Graham's current GOP primary opponents are not polling well at the moment, but it's early, and the real campaigning hasn't even begun. SC State Senator Lee Bright is polling at 15%, while conservative attorney Richard Cash and Lowcountry businesswoman Nancy Mace are both polling at around 4%. Some SC voters believe Mace may only be in the race to split the vote and ensure a Graham victory according to rumors circulating on Facebook and other social media sites. Those rumors have been floating around for a while, but gained steam over the weekend after Mace was photographed posing with Graham at a tailgate party during the Citadel football team's homecoming game last Saturday. Graham is currently at 51%, but it would only take a slight move to force a runoff in the primary since a candidate needs over 50% to win.
Congressman Mick Mulvaney and former Governor-turned-Congressman Mark Sanford are rumored to be considering a run as well. Bill Connor, a former candidate for lieutenant governor, is also said to be close to joining the race.
Voters opposed to Graham say they are not fooled by his tactics. It's typical of him to latch onto conservative issues at election time, and this time around is no different. His tough talk on Benghazi and abortion doesn't surprise them. Graham's promise to block all of Barack Obama's political appointees until the Benghazi survivors are allowed to testify before Congress rings empty. He certainly wasn't very interested in blocking ultra-liberal SCOTUS appointees Sonya Sotomayor and Elena Kagan during their confirmation process.
He also didn't seem very interested in siding with Republicans to block Obamacare when he had the opportunity. Instead he aligned himself with Harry Reid and the Democrats on the cloture vote a few weeks ago. Graham's excuse for going soft on opposition to Obamacare was that blocking funding of the unpopular healthcare law stood no chance in a Democrat-controlled Senate. Does he really believe his proposed abortion legislation will fare any better?

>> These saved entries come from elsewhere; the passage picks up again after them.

//! Ledger node access
//!
//! The `Ledger` trait is the only path to the network. Queries and the
//! approval pipeline are generic over it so they can run against a real
//! node (`RpcLedger`) or an in-process double in tests.

mod revert;
mod rpc;

#[cfg(test)]
pub(crate) mod mock;

pub use revert::parse_revert_reason;
pub use rpc::RpcLedger;

use alloy::primitives::{Address, Bytes, TxHash, U256};
use alloy::rpc::types::TransactionRequest;
use async_trait::async_trait;
use serde::Serialize;
use std::future::Future;
use std::time::Duration;
use thiserror::Error;

/// Classified failure of a single node request
#[derive(Debug, Error)]
pub enum LedgerError {
    /// The node answered with a JSON-RPC error (revert, insufficient funds, bad nonce)
    #[error("Node rejected request: {0}")]
    Rejected(String),

    /// The node could not be reached or the connection failed
    #[error("Transport error: {0}")]
    Transport(String),

    /// The node answered with something that could not be decoded
    #[error("Malformed node response: {0}")]
    Malformed(String),

    #[error("Timed out after {0:?}")]
    Timeout(Duration),
}

impl LedgerError {
    /// Transport and timeout failures may succeed on a later attempt
    pub fn is_transient(&self) -> bool {
        matches!(self, LedgerError::Transport(_) | LedgerError::Timeout(_))
    }
}

pub type LedgerResult<T> = std::result::Result<T, LedgerError>;

/// Primitives a ledger node must expose
#[async_trait]
pub trait Ledger: Send + Sync {
    /// Confirmation record returned after inclusion, passed through untouched
    type Receipt: Serialize + Send + Sync + 'static;

    /// Native balance in base units
    async fn balance(&self, address: Address) -> LedgerResult<U256>;

    /// Read-only contract call (`eth_call`), returning raw return data
    async fn call(&self, tx: TransactionRequest) -> LedgerResult<Bytes>;

    async fn estimate_gas(&self, tx: TransactionRequest) -> LedgerResult<u64>;

    async fn gas_price(&self) -> LedgerResult<u128>;

    /// Pending transaction count, used as the next nonce
    async fn transaction_count(&self, address: Address) -> LedgerResult<u64>;

    async fn chain_id(&self) -> LedgerResult<u64>;

    /// Submit a signed transaction in one request
    async fn send_raw_transaction(&self, raw: Bytes) -> LedgerResult<TxHash>;

    /// Wait until the transaction is included and return its receipt
    async fn wait_for_receipt(&self, hash: TxHash) -> LedgerResult<Self::Receipt>;
}

/// Apply an optional deadline to a node request
pub(crate) async fn bounded<T, F>(limit: Option<Duration>, request: F) -> LedgerResult<T>
where
    F: Future<Output = LedgerResult<T>>,
{
    match limit {
        Some(limit) => tokio::time::timeout(limit, request)
            .await
            .map_err(|_| LedgerError::Timeout(limit))?,
        None => request.await,
    }
}

/// Decode the leading 32-byte word of `eth_call` return data as a uint256
pub(crate) fn decode_uint(data: &[u8]) -> LedgerResult<U256> {
    if data.len() < 32 {
        return Err(LedgerError::Malformed(format!(
            "expected 32-byte uint256, got {} bytes",
            data.len()
        )));
    }
    Ok(U256::from_be_slice(&data[..32]))
}
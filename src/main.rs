//! Token Approver CLI
//!
//! Runs the HTTP service or performs single queries and approvals from the
//! command line.

use clap::{Parser, Subcommand};
use secrecy::SecretString;
use std::io::BufRead;
use std::path::PathBuf;
use std::sync::Arc;
use token_approver::http::{create_router, AppState};
use token_approver::{
    seed_from_env, ApprovalPipeline, Config, Error, QueryService, Result, RpcLedger,
    WalletDeriver,
};
use tracing_subscriber::{fmt, prelude::*, EnvFilter};
use zeroize::Zeroizing;

/// Environment variable consulted for the approval password before stdin
const PASSWORD_ENV: &str = "APPROVE_PASSWORD";

#[derive(Parser)]
#[command(name = "token-approver")]
#[command(about = "Derive per-user accounts and manage ERC-20 approvals")]
struct Cli {
    #[command(subcommand)]
    command: Commands,

    /// Path to config file (JSON)
    #[arg(short, long, global = true)]
    config: Option<PathBuf>,

    /// Enable verbose logging
    #[arg(short, long, global = true)]
    verbose: bool,

    /// Emit logs as JSON lines
    #[arg(long, global = true)]
    json_logs: bool,
}

#[derive(Subcommand)]
enum Commands {
    /// Run the HTTP service
    Serve,

    /// Native balance of an address
    Balance {
        address: String,
    },

    /// Token allowance granted by owner to spender
    Allowance {
        owner: String,
        spender: String,
    },

    /// Approve a spender; the password is read from APPROVE_PASSWORD or stdin
    Approve {
        /// Spender address
        #[arg(long)]
        spender: String,

        /// Amount in display units (e.g. 1000 or 1.5)
        #[arg(long)]
        value: String,
    },

    /// Print the account address derived for a password (read from APPROVE_PASSWORD or stdin)
    Address,

    /// Show current configuration
    Config,
}

#[tokio::main]
async fn main() -> Result<()> {
    // Load .env file if present (ignore if not found)
    dotenvy::dotenv().ok();

    let cli = Cli::parse();

    // Initialize logging; RUST_LOG wins over --verbose
    let filter = EnvFilter::try_from_default_env().unwrap_or_else(|_| {
        EnvFilter::new(if cli.verbose { "debug" } else { "info" })
    });

    tracing_subscriber::registry()
        .with(filter)
        .with(cli.json_logs.then(|| fmt::layer().json()))
        .with((!cli.json_logs).then(fmt::layer))
        .init();

    let config = Config::load(cli.config.as_deref())?;

    match cli.command {
        Commands::Serve => serve(config).await?,
        Commands::Balance { address } => {
            let balance = queries(&config)?.balance_of(&address).await?;
            println!("{}", balance);
        }
        Commands::Allowance { owner, spender } => {
            let allowance = queries(&config)?.allowance_of(&owner, &spender).await?;
            println!("{}", allowance);
        }
        Commands::Approve { spender, value } => {
            run_approve(&config, &spender, &value).await?;
        }
        Commands::Address => {
            let deriver = deriver(&config)?;
            let password = read_password()?;
            let account = tokio::task::spawn_blocking(move || deriver.derive(&password))
                .await
                .map_err(|e| Error::Derivation(e.to_string()))??;
            println!("{}", account.address_string());
        }
        Commands::Config => {
            println!("{}", serde_json::to_string_pretty(&config)?);
        }
    }

    Ok(())
}

fn queries(config: &Config) -> Result<QueryService<RpcLedger>> {
    let ledger = Arc::new(RpcLedger::new(&config.rpc)?);
    Ok(QueryService::new(ledger, config.token_address()?))
}

fn deriver(config: &Config) -> Result<Arc<WalletDeriver>> {
    Ok(Arc::new(WalletDeriver::new(seed_from_env()?, &config.kdf)?))
}

async fn serve(config: Config) -> Result<()> {
    let token = config.token_address()?;
    let ledger = Arc::new(RpcLedger::new(&config.rpc)?);
    let deriver = deriver(&config)?;

    let state = AppState::new(
        QueryService::new(Arc::clone(&ledger), token),
        ApprovalPipeline::new(ledger, deriver, token),
        config.strict_addresses,
    );
    let app = create_router(state);

    let listener = tokio::net::TcpListener::bind(&config.listen_addr).await?;
    tracing::info!(
        listen_addr = %config.listen_addr,
        rpc_url = %config.rpc.url,
        token = %token,
        strict_addresses = config.strict_addresses,
        "Starting HTTP service"
    );

    axum::serve(listener, app)
        .with_graceful_shutdown(shutdown_signal())
        .await?;

    tracing::info!("HTTP service stopped");
    Ok(())
}

async fn shutdown_signal() {
    if let Err(e) = tokio::signal::ctrl_c().await {
        tracing::error!(error = %e, "Failed to listen for shutdown signal");
    }
}

async fn run_approve(config: &Config, spender: &str, value: &str) -> Result<()> {
    let value: serde_json::Value = serde_json::from_str(value)
        .map_err(|_| Error::InvalidInput(format!("value is not a number: {}", value)))?;

    let token = config.token_address()?;
    let ledger = Arc::new(RpcLedger::new(&config.rpc)?);
    let pipeline = ApprovalPipeline::new(ledger, deriver(config)?, token)
        .with_strict_addresses(config.strict_addresses);

    let password = read_password()?;
    let receipt = pipeline.approve(spender, &value, password).await?;

    println!("{}", serde_json::to_string_pretty(&receipt)?);
    Ok(())
}

/// Password from the environment, else the first line of stdin
fn read_password() -> Result<SecretString> {
    if let Ok(password) = std::env::var(PASSWORD_ENV) {
        return Ok(SecretString::from(password));
    }

    let mut line = Zeroizing::new(String::new());
    std::io::stdin().lock().read_line(&mut line)?;
    let password = line.trim_end_matches(['\r', '\n']);
    if password.is_empty() {
        return Err(Error::InvalidInput(format!(
            "no password given (set {} or pipe it on stdin)",
            PASSWORD_ENV
        )));
    }
    Ok(SecretString::from(password.to_string()))
}
//! Human-readable revert reasons from node error messages

use alloy::hex;
use alloy::sol_types::decode_revert_reason;

/// Parse revert reason from an RPC error message
///
/// Gas estimation of a call that would revert comes back as a JSON-RPC
/// error whose message or data carries the reason, either as text or as
/// ABI-encoded `Error(string)` / `Panic(uint256)` bytes.
pub fn parse_revert_reason(error: &str) -> String {
    if !error.contains("execution reverted") {
        return error.to_string();
    }

    if let Some(start) = error.find("revert: ") {
        let reason = &error[start + 8..];
        if let Some(end) = reason.find('"') {
            return reason[..end].to_string();
        }
        return reason.to_string();
    }

    // Addresses may appear earlier in the message; the payload follows `data`
    let payload = error.find("data").map_or(error, |at| &error[at..]);
    if let Some(start) = payload.find("0x") {
        let hex_data = &payload[start..];
        let end = hex_data[2..]
            .find(|c: char| !c.is_ascii_hexdigit())
            .map(|i| i + 2)
            .unwrap_or(hex_data.len());
        let data = &hex_data[..end];
        if let Some(reason) = hex::decode(&data[2..])
            .ok()
            .and_then(|bytes| decode_revert_reason(&bytes))
        {
            return reason;
        }
        if data.len() > 2 {
            return format!("Reverted with data: {}", data);
        }
    }

    "execution reverted".to_string()
}
pub mod aggregator;
pub mod config;
pub mod db;
pub mod error;
pub mod fetcher;
pub mod mapping;
pub mod registry;
pub mod settings;
pub mod storage;
pub mod stream;
pub mod types;

// --- Library API for embedding ---

/// Convenience re-exports for embedders.
pub mod prelude {
    pub use wallpaper_provider_interface::{SourceType, WallpaperCallback, WallpaperEntry};
    pub use crate::config::ProviderConfig;
    pub use crate::error::{FetchError, ProviderError};
    pub use crate::settings::{FormWarning, SourceForm};
    pub use crate::types::CustomSourceRecord;
    pub use crate::stream::ResolvedStream;
    pub use crate::types::{StreamKind, StreamOrigin};
    pub use crate::{Provider, RefreshReport};
}

use std::sync::Arc;

use anyhow::Context;
use serde::{Deserialize, Serialize};
use wallpaper_provider_interface::{SourceType, WallpaperEntry};

use crate::aggregator::Aggregator;
use crate::config::ProviderConfig;
use crate::db::Database;
use crate::error::{ProviderError, Result};
use crate::fetcher::{BingFetcher, WallpaperSource};
use crate::registry::CustomSourceRegistry;
use crate::settings::{FormWarning, SourceForm};
use crate::storage::PreferenceStore;
use crate::stream::{ResolvedStream, StreamResolver};
use crate::types::CustomSourceRecord;

/// Snapshot of every stored preference, used to move settings between devices.
#[derive(Debug, Clone, Default, Serialize, Deserialize)]
pub struct PreferencesExport {
    #[serde(default, skip_serializing_if = "Option::is_none")]
    pub include_bing: Option<bool>,
    #[serde(default, skip_serializing_if = "Option::is_none")]
    pub custom_sources: Option<Vec<CustomSourceRecord>>,
}

/// Outcome of one pass over expired stream sources, by record id.
#[derive(Debug, Clone, Default, PartialEq, Eq)]
pub struct RefreshReport {
    pub refreshed: Vec<String>,
    /// Direct links, which cannot be extracted again.
    pub skipped: Vec<String>,
    pub failed: Vec<(String, String)>,
}

/// Library entry point. Owns the preference store, the remote fetcher and the aggregator.
pub struct Provider {
    config: ProviderConfig,
    registry: Arc<CustomSourceRegistry>,
    aggregator: Aggregator,
}

impl Provider {
    /// Open the configured SQLite store (running migrations) and build the Bing fetcher.
    pub async fn connect(config: ProviderConfig) -> anyhow::Result<Self> {
        let db = Database::connect(config.database_url.as_deref()).await?;
        db.run_migrations().await?;
        let remote = BingFetcher::new(&config).context("building image feed client")?;
        Ok(Self::with_parts(config, Arc::new(db), Arc::new(remote)))
    }

    /// Assemble from an arbitrary store and remote source.
    pub fn with_parts(config: ProviderConfig, store: Arc<dyn PreferenceStore>, remote: Arc<dyn WallpaperSource>) -> Self {
        let registry = Arc::new(CustomSourceRegistry::new(store));
        let aggregator = Aggregator::new(remote, registry.clone());
        Self { config, registry, aggregator }
    }

    pub fn config(&self) -> &ProviderConfig { &self.config }

    pub async fn get_wallpapers(&self) -> Result<Vec<WallpaperEntry>> {
        self.aggregator.get_wallpapers().await
    }

    pub async fn list_custom_sources(&self) -> Vec<WallpaperEntry> { self.registry.list().await }

    pub async fn custom_records(&self) -> Result<Vec<CustomSourceRecord>> { self.registry.records().await }

    pub async fn add_custom_source(&self, record: CustomSourceRecord) -> Result<()> {
        self.registry.add(record).await
    }

    /// Validate a settings form and store it under a fresh `custom_<millis>` id.
    pub async fn add_from_form(&self, form: SourceForm) -> Result<(CustomSourceRecord, Vec<FormWarning>)> {
        let (record, warnings) = form.into_record(settings::now_millis())?;
        let record = self.registry.add_unique(record).await?;
        Ok((record, warnings))
    }

    /// Like [`Provider::add_from_form`], but first resolves a YouTube, Rutube or direct link
    /// to a playable stream and remembers where it came from.
    pub async fn add_stream_source(&self, form: SourceForm) -> Result<(CustomSourceRecord, Vec<FormWarning>)> {
        let resolver = self.stream_resolver()?;
        self.add_stream_source_with(&resolver, form, settings::now_millis()).await
    }

    pub async fn add_stream_source_with(
        &self,
        resolver: &StreamResolver,
        mut form: SourceForm,
        now: u64,
    ) -> Result<(CustomSourceRecord, Vec<FormWarning>)> {
        form.source_type = SourceType::Video;
        form.validate()?;
        let ResolvedStream { url, origin } = resolver.resolve_stream(&form.url, now).await?;
        form.url = url;
        let (mut record, warnings) = form.into_record(now)?;
        record.stream = origin;
        let record = self.registry.add_unique(record).await?;
        Ok((record, warnings))
    }

    /// Stream sources whose extracted URL is past its lifetime at `now`.
    pub async fn expired_sources(&self, now: u64) -> Result<Vec<CustomSourceRecord>> {
        let records = self.registry.records().await?;
        Ok(records.into_iter().filter(|r| r.stream.as_ref().is_some_and(|o| o.is_expired(now))).collect())
    }

    pub async fn refresh_expired_sources(&self) -> Result<RefreshReport> {
        let resolver = self.stream_resolver()?;
        self.refresh_expired_sources_with(&resolver, settings::now_millis()).await
    }

    /// Re-extracts every expired YouTube or Rutube source and stores the new URLs.
    /// A thumbnail that pointed at the old stream URL follows it.
    pub async fn refresh_expired_sources_with(&self, resolver: &StreamResolver, now: u64) -> Result<RefreshReport> {
        let mut records = self.registry.records().await?;
        let mut report = RefreshReport::default();
        for rec in records.iter_mut() {
            let Some(origin) = rec.stream.clone().filter(|o| o.is_expired(now)) else { continue };
            if !origin.is_refreshable() {
                report.skipped.push(rec.id.clone());
                continue;
            }
            match resolver.refresh(&origin, now).await {
                Ok(fresh) => {
                    if rec.thumbnail.as_deref() == Some(rec.url.as_str()) {
                        rec.thumbnail = Some(fresh.url.clone());
                    }
                    rec.url = fresh.url;
                    rec.stream = fresh.origin;
                    report.refreshed.push(rec.id.clone());
                }
                Err(e) => {
                    tracing::warn!(id = %rec.id, error = %e, "stream refresh failed");
                    report.failed.push((rec.id.clone(), e.to_string()));
                }
            }
        }
        if !report.refreshed.is_empty() {
            self.registry.replace_all(&records).await?;
        }
        Ok(report)
    }

    pub async fn remove_custom_source(&self, id: &str) -> Result<usize> { self.registry.remove(id).await }

    pub async fn include_bing(&self) -> bool { self.registry.include_bing().await }

    pub async fn set_include_bing(&self, include: bool) -> Result<()> { self.registry.set_include_bing(include).await }

    pub fn stream_resolver(&self) -> Result<StreamResolver> { StreamResolver::new(&self.config.user_agent) }

    pub async fn export_preferences(&self) -> Result<String> {
        let export = PreferencesExport {
            include_bing: Some(self.include_bing().await),
            // Left out when unreadable, so importing the export keeps the stored value.
            custom_sources: match self.registry.records().await {
                Ok(records) => Some(records),
                Err(e) => {
                    tracing::warn!(error = %e, "exporting without unreadable custom sources");
                    None
                }
            },
        };
        serde_json::to_string(&export).map_err(ProviderError::persistence)
    }

    /// Keys absent from `json` keep their current values.
    pub async fn import_preferences(&self, json: &str) -> Result<()> {
        let import: PreferencesExport = serde_json::from_str(json)
            .map_err(|e| ProviderError::InvalidSource(format!("invalid preferences: {}", e)))?;
        if let Some(sources) = &import.custom_sources {
            let mut seen = std::collections::HashSet::new();
            if let Some(dup) = sources.iter().find(|r| !seen.insert(r.id.as_str())) {
                return Err(ProviderError::DuplicateSource(dup.id.clone()));
            }
            self.registry.replace_all(sources).await?;
        }
        if let Some(include) = import.include_bing {
            self.registry.set_include_bing(include).await?;
        }
        tracing::info!("imported preferences");
        Ok(())
    }
}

Graham is calling for support from fellow Republicans to help get the bill passed. “The only way this will work is if my GOP colleagues get behind me and Democrats too and support my request to find out exactly what happened,” he said.
No doubt Graham will find that support among Republicans, unfortunately Senators Ted Cruz, Mike Lee, and other GOP members couldn't count on any support from him during the Obamacare funding fight and the ensuing government shutdown.